I don’t need a nearest neighbor, so an approximate search for neighbors that are within a certain accuracy is acceptable. I practiced with hashing the sensitivity of the place , but I lost it very much.

I wrote a hash function as described in the article in the Stable Distributions section as far as I can. Here is the code.

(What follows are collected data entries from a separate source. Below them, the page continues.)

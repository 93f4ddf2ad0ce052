use crate::cli::core::{parse_date, CommandError, CommandResult, ShellContext};
use crate::cli::io;
use crate::cli::registry::CommandEntry;
use crate::cli::ui::calendar as calendar_view;
use crate::currency::long_label;
use crate::ledger::YearMonth;

use super::required_arg;

pub(crate) fn definitions() -> Vec<CommandEntry> {
    vec![
        CommandEntry::new(
            "calendar",
            "Show the viewed month",
            "calendar",
            cmd_calendar,
        ),
        CommandEntry::new("prev", "View the previous month", "prev", cmd_prev),
        CommandEntry::new("next", "View the next month", "next", cmd_next),
        CommandEntry::new("month", "View a given month", "month <YYYY-MM>", cmd_month),
        CommandEntry::new(
            "select",
            "Select a date and load its record into the form",
            "select <YYYY-MM-DD|today>",
            cmd_select,
        ),
    ]
}

pub(crate) fn show_calendar(context: &ShellContext) {
    io::print_info(calendar_view::render(&context.ledger.calendar()));
}

fn cmd_calendar(context: &mut ShellContext, _args: &[&str]) -> CommandResult {
    show_calendar(context);
    Ok(())
}

fn cmd_prev(context: &mut ShellContext, _args: &[&str]) -> CommandResult {
    context.ledger.go_to_previous_month();
    show_calendar(context);
    Ok(())
}

fn cmd_next(context: &mut ShellContext, _args: &[&str]) -> CommandResult {
    context.ledger.go_to_next_month();
    show_calendar(context);
    Ok(())
}

fn cmd_month(context: &mut ShellContext, args: &[&str]) -> CommandResult {
    let raw = required_arg(args, "month <YYYY-MM>")?;
    let month = YearMonth::parse(raw).ok_or_else(|| {
        CommandError::InvalidArguments(format!("invalid month `{raw}` (use YYYY-MM)"))
    })?;
    context.ledger.show_month(month);
    show_calendar(context);
    Ok(())
}

fn cmd_select(context: &mut ShellContext, args: &[&str]) -> CommandResult {
    let raw = required_arg(args, "select <YYYY-MM-DD|today>")?;
    let date = if raw.eq_ignore_ascii_case("today") {
        context.ledger.today()
    } else {
        parse_date(raw)?
    };
    let existing = context.ledger.select_date(date).is_some();
    io::print_info(format!("Selected {}", long_label(date)));
    if existing {
        io::print_info("Loaded the saved record into the form.");
    }
    Ok(())
}
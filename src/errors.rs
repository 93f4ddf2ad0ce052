use chrono::NaiveDate;
use thiserror::Error;

/// Error type that captures ledger, storage and configuration failures.
#[derive(Debug, Error)]
pub enum LedgerError {
    #[error("IO error: {0}")]
    Io(#[from] std::io::Error),
    #[error("Serialization error: {0}")]
    Serde(#[from] serde_json::Error),
    #[error("CSV error: {0}")]
    Csv(#[from] csv::Error),
    #[error("{0}")]
    Validation(String),
    #[error("Storage error: {0}")]
    Storage(String),
    #[error("Configuration error: {0}")]
    Config(String),
    #[error("Clipboard error: {0}")]
    Clipboard(String),
    #[error("No record for {0}")]
    RecordNotFound(NaiveDate),
}

pub type Result<T> = std::result::Result<T, LedgerError>;
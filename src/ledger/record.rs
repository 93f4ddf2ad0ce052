use chrono::{DateTime, NaiveDate};
use serde::{Deserialize, Serialize};

/// Rate applied when nothing else has been entered.
pub const DEFAULT_ZAKAT_RATE: f64 = 2.5;

const ISO_DATE_FORMAT: &str = "%Y-%m-%d";

/// One day's figures. `zakat` and `net` are snapshots taken when the record
/// was saved and are never recomputed on read.
#[derive(Debug, Clone, PartialEq, Serialize, Deserialize)]
#[serde(rename_all = "camelCase")]
pub struct FinancialRecord {
    #[serde(with = "record_date")]
    pub date: NaiveDate,
    pub profit: f64,
    #[serde(default = "default_zakat_rate")]
    pub zakat_rate: f64,
    pub zakat: f64,
    #[serde(default)]
    pub sadaka: f64,
    pub net: f64,
}

impl FinancialRecord {
    /// Builds a record and derives `zakat` and `net` from the inputs.
    pub fn compute(date: NaiveDate, profit: f64, zakat_rate: f64, sadaka: f64) -> Self {
        let zakat = zakat_for(profit, zakat_rate);
        Self {
            date,
            profit,
            zakat_rate,
            zakat,
            sadaka,
            net: profit - zakat - sadaka,
        }
    }

    /// Whether every amount can be stored. JSON has no encoding for
    /// infinities, so a record failing this must never reach storage.
    pub fn is_finite(&self) -> bool {
        [self.profit, self.zakat_rate, self.zakat, self.sadaka, self.net]
            .iter()
            .all(|value| value.is_finite())
    }

    /// Storage key, always ISO `YYYY-MM-DD`.
    pub fn date_key(&self) -> String {
        self.date.format(ISO_DATE_FORMAT).to_string()
    }
}

pub fn zakat_for(profit: f64, zakat_rate: f64) -> f64 {
    profit * zakat_rate / 100.0
}

fn default_zakat_rate() -> f64 {
    DEFAULT_ZAKAT_RATE
}

/// Parses the date spellings found in stored documents: ISO dates (padded or
/// not), slash-separated dates and full RFC 3339 timestamps.
pub fn parse_record_date(raw: &str) -> Option<NaiveDate> {
    let trimmed = raw.trim();
    if let Ok(date) = NaiveDate::parse_from_str(trimmed, ISO_DATE_FORMAT) {
        return Some(date);
    }
    if let Ok(date) = NaiveDate::parse_from_str(trimmed, "%Y/%m/%d") {
        return Some(date);
    }
    if let Ok(stamp) = DateTime::parse_from_rfc3339(trimmed) {
        return Some(stamp.date_naive());
    }
    None
}

pub(crate) mod record_date {
    use chrono::NaiveDate;
    use serde::{de::Error, Deserialize, Deserializer, Serializer};

    use super::{parse_record_date, ISO_DATE_FORMAT};

    pub fn serialize<S: Serializer>(date: &NaiveDate, serializer: S) -> Result<S::Ok, S::Error> {
        serializer.serialize_str(&date.format(ISO_DATE_FORMAT).to_string())
    }

    pub fn deserialize<'de, D: Deserializer<'de>>(deserializer: D) -> Result<NaiveDate, D::Error> {
        let raw = String::deserialize(deserializer)?;
        parse_record_date(&raw)
            .ok_or_else(|| D::Error::custom(format!("unrecognized record date `{raw}`")))
    }
}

def lsh(vector, mean, stdev, r = 1.0, a = None, b = None): if not a: a = [normalvariate(mean, stdev) for i in range(48)] if not b: b = uniform(0, r) hashVal = (sum([a[i]*vectorA[i] for i in range(48)]) + b)/r return hashVal

The hash function is at least some “working”. If I order a list of points by hash value and calculate the average distance between a point and its neighbor in the list, the average distance is about 400, compared to the average distance of about 530 for any two randomly selected points.

My biggest questions are this.

A: Any suggestions on where I can learn more about this. My search did not bring many results.

B: The method assumes that it prints an integer value (which I do not have). And then you should try to find matches for this integer value, and match means the closest nearest neighbor. I understand that I have to calculate some set of hash tables for all my points, and then check the specified tables for hash matches, but the values I return seem to be insufficient and I get matches in general. For my part, more testing is required.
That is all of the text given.